Materials and methods

Mice

BALB/c mice were born, grown and maintained in the Laboratory of Animal Experimentation of the Autonomous University of Nuevo Leon. Male mice aged 4 to 8 weeks were used to isolate BM-MSCs. A total of 72 female BALB/c mice (12 weeks old) weighing 19–22 g were used to induce solid lymphomas and evaluate the in vivo anti-lymphoma efficacy. From mice birth and throughout the experiments until the last mouse was euthanized, all animals were kept in individually ventilated cages at 25°C with sterilized air with EPA filters (UREAtac; LAB&Bio), with 50% humidity, ≤500 ppm of CO₂, ≤15 ppm of NH₃ and a light/dark cycle of 12/12 h.
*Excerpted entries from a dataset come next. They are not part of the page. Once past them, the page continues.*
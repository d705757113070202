//! Typed error definitions for Arena Bridge.
//!
//! - **`BridgeError`** - everything that can end a bridged chat request
//! - **`ConfigError`** - config and lookup table loading failures

mod bridge;
mod config;

pub use bridge::BridgeError;
pub use config::ConfigError;

/// Standard Result type using BridgeError.
pub type Result<T> = std::result::Result<T, BridgeError>;

#[cfg(test)]
#[allow(clippy::unwrap_used)]
mod tests {
    use super::*;

    #[test]
    fn test_error_serialization() {
        let err = BridgeError::DuplicateRequestId { request_id: "req-123".to_string() };

        let json = serde_json::to_string(&err).unwrap();
        assert!(json.contains("DuplicateRequestId"));
        assert!(json.contains("req-123"));

        let deserialized: BridgeError = serde_json::from_str(&json).unwrap();
        assert_eq!(err, deserialized);
    }

    #[test]
    fn test_config_error_display() {
        let err = ConfigError::ParseError {
            path: "config.jsonc".to_string(),
            message: "expected value".to_string(),
        };

        let msg = format!("{}", err);
        assert!(msg.contains("config.jsonc"));
        assert!(msg.contains("expected value"));
    }
}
Access to food (Labdiet 5001; LabSupply) and purified sterile water was provided ad libitum.

Lymphoma cells

The thymic lymphoma cell line L5178Y was used to produce lymphomas; the clone that was used (3.7.2C) was derived from the L5178YS cell line. In vitro, these cells grow in suspension; in vivo, when inoculated intramuscularly, they produce solid lymphomas, and when injected intraperitoneally, they grow abundantly and produce ascites. The L5178Y cell line was purchased from the American Type Culture Collection (cat. no. CRL-9518™; ATCC^®) and cultured as instructed by the manufacturer. The culture medium was Dulbecco's modified Eagles medium (DMEM) high glucose medium (4.5 g/l), 0.1% pluronic, 100 µg gentamycin/ml, 2.5 µg amphotericin B/ml, and 10% fetal bovine serum (FBS; Gibco; Thermo Fisher Scientific, Inc.).

Lentiviral vectors

Lentiviral vectors were produced and provided by Cyagen Biosciences, Inc. as a gene delivery tool, named as follows: pLV[Exp]-EGFP/Neo-EF1A>{sMurTRAIL}, pLV[Exp]-EGFP/Neo-EF1A>mIfnb1[NM_010510.1], pLV[Exp]-EGFP/Neo-EF1A>{MurIL12-70p}. The lentiviral vectors were of 3rd generation and also included an integration cassette for G-418 (geneticin; Gibco; Thermo Fisher Scientific, Inc.) resistance for cell selection and a green fluorescent protein (GFP) gene to evaluate transgene integration.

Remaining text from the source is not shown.